(338e) Interactions and Toxicity of Next Generation Graphene-Metal Nanohybrids at the Pulmonary Interfaces: Influence of Emerging Physicochemical Properties

Carbon-metallic nanohybrids are emerging next generation nanomaterials with improved properties and multifunctionalities, and are being pursued for different applications including biomedical, electronic, energy, and environmental fields. However, their potential inhalation exposure and toxicity to humans have not been investigated. This becomes important since these emerging nanohybrids have altered and unique physicochemical properties compared to their parent materials. Thus, the question remains: if the conjugation of the two or more component materials will result in antagonistic or synergistic toxicological consequences. To answer this question, we performed cytotoxicity studies on nanohybrids made from depositing iron nanoparticles onto reduced graphene oxide nanosheets (rGO-Fe), and compared with their parent materials. rGO-Fe nanohybrids were synthesized in house and characterized for physicochemical properties using high resolution transmission electron microscopy, x-ray diffraction, Raman spectroscopy, and thermogravimetric analysis.

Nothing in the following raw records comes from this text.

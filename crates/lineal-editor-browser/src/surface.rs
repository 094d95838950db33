//! Browser implementation of the editing surface.
//!
//! Layout created by [`BrowserSurface::mount`]:
//!
//! ```text
//! container
//! └── div.lineal.container
//!     ├── style
//!     ├── div.gutter > pre.gutter-content > div (one per line)
//!     └── pre.editor[contenteditable]
//!         └── div.line[data-line-id][data-hash] (one per buffer line)
//! ```
//!
//! DOM text offsets are UTF-16 code units; the trait conversions translate
//! them to the char columns the core works in.

use lineal_editor_core::{
    DomPoint, DomTree, EditorConfig, FocusLine, LineContent, LineId, LogicalSelection,
    NativeSelection, NodeKind, RenderNode, RenderSurface, ScrollMetrics, SelectionPort,
    SurfaceError, char_to_utf16_offset, read_selection, utf16_to_char_offset, write_selection,
};
use wasm_bindgen::{JsCast, JsValue};
use web_sys::{Document, Element, HtmlElement, Node};

use crate::style::{
    EDITOR_CLASS, EDITOR_CSS, GUTTER_CLASS, GUTTER_CONTENT_CLASS, HASH_ATTR, LINE_CLASS,
    LINE_ID_ATTR, WRAP_CLASS, WRAPPER_CLASS,
};

fn js_err(context: &str, err: JsValue) -> SurfaceError {
    SurfaceError(format!("{context}: {err:?}"))
}

/// A mounted editor element tree.
pub struct BrowserSurface {
    document: Document,
    wrapper: HtmlElement,
    gutter: Option<HtmlElement>,
    root: HtmlElement,
    focus_line: FocusLine,
}

impl BrowserSurface {
    /// Build the editor layout inside `container`.
    pub fn mount(container: &HtmlElement, config: &EditorConfig) -> Result<Self, SurfaceError> {
        let document = container
            .owner_document()
            .ok_or_else(|| SurfaceError::from("container has no owner document"))?;

        let wrapper = create_html(&document, "div")?;
        wrapper.set_class_name(WRAPPER_CLASS);

        let style = document
            .create_element("style")
            .map_err(|e| js_err("create style", e))?;
        style.set_text_content(Some(EDITOR_CSS));
        append(&wrapper, &style)?;

        let gutter = if config.gutter {
            let gutter_box = create_html(&document, "div")?;
            gutter_box.set_class_name(GUTTER_CLASS);
            let gutter = create_html(&document, "pre")?;
            gutter.set_class_name(GUTTER_CONTENT_CLASS);
            append(&gutter_box, &gutter)?;
            append(&wrapper, &gutter_box)?;
            Some(gutter)
        } else {
            None
        };

        let root = create_html(&document, "pre")?;
        root.set_class_name(EDITOR_CLASS);
        root.set_content_editable("true");
        root.set_spellcheck(false);
        append(&wrapper, &root)?;

        append(container, &wrapper)?;
        tracing::debug!(target: "lineal::browser", gutter = config.gutter, "surface mounted");

        Ok(Self {
            document,
            wrapper,
            gutter,
            root,
            focus_line: config.focus_line,
        })
    }

    /// The contenteditable element holding the line nodes.
    pub fn root(&self) -> &HtmlElement {
        &self.root
    }

    /// The element that gets one entry per line.
    pub fn gutter(&self) -> Option<&HtmlElement> {
        self.gutter.as_ref()
    }

    /// The outer element appended to the host container.
    pub fn wrapper(&self) -> &HtmlElement {
        &self.wrapper
    }

    /// Keep the gutter aligned with the editor's vertical scroll.
    pub fn sync_gutter_scroll(&self) {
        if let Some(gutter) = &self.gutter {
            let top = format!("{}px", -self.root.scroll_top());
            if let Err(err) = gutter.style().set_property("top", &top) {
                tracing::warn!(target: "lineal::browser", ?err, "failed to move gutter");
            }
        }
    }

    /// Remove the whole layout from the host container.
    pub fn unmount(&self) {
        self.wrapper.remove();
        tracing::debug!(target: "lineal::browser", "surface unmounted");
    }

    fn as_element(node: &Node) -> Option<&Element> {
        node.dyn_ref::<Element>()
    }

    fn root_node(&self) -> &Node {
        self.root.as_ref()
    }

    fn fill(&self, line: &Element, content: &LineContent) -> Result<(), SurfaceError> {
        line.set_text_content(None);
        for render_node in content.clone().into_nodes() {
            let node: Node = match render_node {
                RenderNode::Text { text } => self.document.create_text_node(&text).into(),
                RenderNode::Span { class, text } => {
                    let span = self.create("span")?;
                    if let Some(class) = class {
                        span.set_class_name(&class);
                    }
                    span.set_text_content(Some(&text));
                    span.into()
                }
                RenderNode::Break => self.create("br")?.into(),
                RenderNode::Widget { tag, class, text } => {
                    let widget = self.create(&tag)?;
                    if let Some(class) = class {
                        widget.set_class_name(&class);
                    }
                    widget
                        .set_attribute("contenteditable", "false")
                        .map_err(|e| js_err("set contenteditable", e))?;
                    if !text.is_empty() {
                        widget.set_text_content(Some(&text));
                    }
                    widget.into()
                }
            };
            line.append_child(&node)
                .map_err(|e| js_err("append line child", e))?;
        }
        Ok(())
    }

    fn create(&self, tag: &str) -> Result<Element, SurfaceError> {
        self.document
            .create_element(tag)
            .map_err(|e| js_err("create element", e))
    }

    fn stamp_hash(line: &Element, hash: u64) -> Result<(), SurfaceError> {
        line.set_attribute(HASH_ATTR, &format!("{hash:x}"))
            .map_err(|e| js_err("set hash", e))
    }
}

fn create_html(document: &Document, tag: &str) -> Result<HtmlElement, SurfaceError> {
    document
        .create_element(tag)
        .map_err(|e| js_err("create element", e))?
        .dyn_into::<HtmlElement>()
        .map_err(|_| SurfaceError(format!("<{tag}> is not an HtmlElement")))
}

fn append(parent: &Node, child: &Node) -> Result<(), SurfaceError> {
    parent
        .append_child(child)
        .map(|_| ())
        .map_err(|e| js_err("append child", e))
}

impl DomTree for BrowserSurface {
    type Node = Node;

    fn parent(&self, node: &Node) -> Option<Node> {
        node.parent_node()
    }

    fn previous_sibling(&self, node: &Node) -> Option<Node> {
        node.previous_sibling()
    }

    fn children(&self, node: &Node) -> Vec<Node> {
        let list = node.child_nodes();
        (0..list.length()).filter_map(|i| list.get(i)).collect()
    }

    fn first_child(&self, node: &Node) -> Option<Node> {
        node.first_child()
    }

    fn kind(&self, node: &Node) -> NodeKind {
        if node.node_type() == Node::TEXT_NODE {
            return NodeKind::Text;
        }
        match Self::as_element(node) {
            Some(el) if el.tag_name() == "BR" => NodeKind::Other,
            Some(el) if el.get_attribute("contenteditable").as_deref() == Some("false") => {
                NodeKind::Other
            }
            Some(_) => NodeKind::Inline,
            None => NodeKind::Other,
        }
    }

    fn text_len(&self, node: &Node) -> usize {
        node.text_content().map_or(0, |text| text.chars().count())
    }

    fn contains(&self, node: &Node, descendant: &Node) -> bool {
        node.contains(Some(descendant))
    }

    fn is_line(&self, node: &Node) -> bool {
        Self::as_element(node).is_some_and(|el| el.class_list().contains(LINE_CLASS))
            && node.parent_node().as_ref() == Some(self.root_node())
    }

    fn is_root(&self, node: &Node) -> bool {
        node == self.root_node()
    }

    fn to_char_offset(&self, node: &Node, offset: usize) -> usize {
        if node.node_type() == Node::TEXT_NODE {
            let text = node.text_content().unwrap_or_default();
            return utf16_to_char_offset(&text, offset);
        }
        // Element offsets are child indices.
        self.children(node)
            .iter()
            .take(offset)
            .filter(|child| self.kind(child) != NodeKind::Other)
            .map(|child| self.text_len(child))
            .sum()
    }

    fn to_dom_offset(&self, node: &Node, offset: usize) -> usize {
        let text = node.text_content().unwrap_or_default();
        char_to_utf16_offset(&text, offset)
    }
}

impl RenderSurface for BrowserSurface {
    fn line_nodes(&self) -> Vec<Node> {
        let children = self.root.children();
        (0..children.length())
            .filter_map(|i| children.item(i))
            .filter(|el| el.class_list().contains(LINE_CLASS))
            .map(Node::from)
            .collect()
    }

    fn next_line_node(&self, node: &Node) -> Option<Node> {
        let mut next = node.next_sibling();
        while let Some(candidate) = next {
            if self.is_line(&candidate) {
                return Some(candidate);
            }
            next = candidate.next_sibling();
        }
        None
    }

    fn line_id_of(&self, node: &Node) -> Option<LineId> {
        Self::as_element(node)?
            .get_attribute(LINE_ID_ATTR)?
            .parse()
            .ok()
    }

    fn content_hash_of(&self, node: &Node) -> Option<u64> {
        let hash = Self::as_element(node)?.get_attribute(HASH_ATTR)?;
        u64::from_str_radix(&hash, 16).ok()
    }

    fn create_line(
        &mut self,
        id: LineId,
        content: &LineContent,
        hash: u64,
        before: Option<&Node>,
    ) -> Result<Node, SurfaceError> {
        let line = self.create("div")?;
        line.set_class_name(LINE_CLASS);
        line.set_attribute(LINE_ID_ATTR, &id.to_string())
            .map_err(|e| js_err("set line id", e))?;
        Self::stamp_hash(&line, hash)?;
        self.fill(&line, content)?;
        let node: Node = line.into();
        self.root
            .insert_before(&node, before)
            .map_err(|e| js_err("insert line", e))?;
        Ok(node)
    }

    fn move_line(&mut self, node: &Node, before: Option<&Node>) -> Result<(), SurfaceError> {
        self.root
            .insert_before(node, before)
            .map(|_| ())
            .map_err(|e| js_err("move line", e))
    }

    fn update_line(
        &mut self,
        node: &Node,
        content: &LineContent,
        hash: u64,
    ) -> Result<(), SurfaceError> {
        let line = Self::as_element(node)
            .ok_or_else(|| SurfaceError::from("line is not an element"))?;
        self.fill(line, content)?;
        Self::stamp_hash(line, hash)
    }

    fn remove_line(&mut self, node: &Node) -> Result<(), SurfaceError> {
        self.root
            .remove_child(node)
            .map(|_| ())
            .map_err(|e| js_err("remove line", e))
    }

    fn line_text(&self, node: &Node) -> Option<String> {
        Self::as_element(node)?;
        Some(
            self.children(node)
                .iter()
                .filter(|child| self.kind(child) != NodeKind::Other)
                .filter_map(|child| child.text_content())
                .collect(),
        )
    }

    fn line_height(&self, node: &Node) -> f64 {
        Self::as_element(node).map_or(0.0, |el| el.get_bounding_client_rect().height())
    }

    fn rebuild_gutter(&mut self, heights: &[f64]) -> Result<(), SurfaceError> {
        let Some(gutter) = &self.gutter else {
            return Ok(());
        };
        gutter.set_text_content(None);
        for (i, height) in heights.iter().enumerate() {
            let entry = create_html(&self.document, "div")?;
            entry.set_text_content(Some(&(i + 1).to_string()));
            entry
                .style()
                .set_property("height", &format!("{height}px"))
                .map_err(|e| js_err("set gutter height", e))?;
            append(gutter, &entry)?;
        }
        Ok(())
    }

    fn set_wrap(&mut self, wrap: bool) -> Result<(), SurfaceError> {
        self.root
            .class_list()
            .toggle_with_force(WRAP_CLASS, wrap)
            .map(|_| ())
            .map_err(|e| js_err("toggle wrap", e))
    }
}

impl NativeSelection for BrowserSurface {
    fn line_node(&self, index: usize) -> Option<Node> {
        self.line_nodes().into_iter().nth(index)
    }

    fn native_points(&self) -> Option<(DomPoint<Node>, DomPoint<Node>)> {
        let selection = gloo_utils::window().get_selection().ok()??;
        let anchor = selection.anchor_node()?;
        let focus = selection.focus_node()?;
        Some((
            DomPoint::new(anchor, selection.anchor_offset() as usize),
            DomPoint::new(focus, selection.focus_offset() as usize),
        ))
    }

    fn select_points(
        &mut self,
        start: DomPoint<Node>,
        end: Option<DomPoint<Node>>,
    ) -> Result<(), SurfaceError> {
        let selection = gloo_utils::window()
            .get_selection()
            .map_err(|e| js_err("get selection", e))?
            .ok_or_else(|| SurfaceError::from("no selection object"))?;
        match end {
            Some(end) => selection.set_base_and_extent(
                &start.node,
                start.offset as u32,
                &end.node,
                end.offset as u32,
            ),
            None => selection.collapse_with_offset(Some(&start.node), start.offset as u32),
        }
        .map_err(|e| js_err("select", e))
    }

    fn scroll_metrics(&self) -> Option<ScrollMetrics> {
        let selection = gloo_utils::window().get_selection().ok()??;
        if selection.range_count() == 0 {
            return None;
        }
        let range = selection.get_range_at(0).ok()?;
        let caret = range.get_bounding_client_rect();
        let bounds = self.root.get_bounding_client_rect();
        let scroll_left = f64::from(self.root.scroll_left());
        Some(ScrollMetrics {
            caret_x: caret.left() - bounds.left() + scroll_left,
            scroll_left,
            viewport_width: f64::from(self.root.client_width()),
        })
    }

    fn set_scroll_left(&mut self, left: f64) {
        self.root.set_scroll_left(left.round() as i32);
    }

    fn focus_line(&self) -> FocusLine {
        self.focus_line
    }
}

impl SelectionPort for BrowserSurface {
    fn read(&self) -> Option<LogicalSelection> {
        read_selection(self)
    }

    fn write(&mut self, selection: &LogicalSelection) -> Result<(), SurfaceError> {
        write_selection(self, selection)
    }
}

impl Drop for BrowserSurface {
    fn drop(&mut self) {
        if self.wrapper.is_connected() {
            self.unmount();
        }
    }
}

Moreover, their colloidal stability and sedimentation characteristics in the cell-culture media were determined. Human bronchial epithelial cell line (BEAS-2B) was exposed to the nanohybrids and component materials. Interesting enough, the cell viability for rGO-Fe was found to be lower than for Fe nanoparticles, but higher than for GO. While GO in the cells were distributed evenly, Fe and rGO-Fe nanohybrids accumulated near the nucleus. GO was uptaken slower than Fe and rGO-Fe due to GO’s higher colloidal stability. The trends for cell membrane damage (i.e., LDH leakage), extracellular ROS, and intracellular ROS generation were similar to the cell toxicity results i.e., GO>rGO-Fe>Fe. In all cases, a positive dose-response relationship was established. Scanning electron microscopy suggested that the cellular interaction was dominated by the iron nanoparticles where the cellular toxicity was dominated by the GO counterpart. This suggests the complex interplay of the properties of metal and graphitic nanostructures in their hybridized form causes significant alterations of the toxicity towards pulmonary interfaces.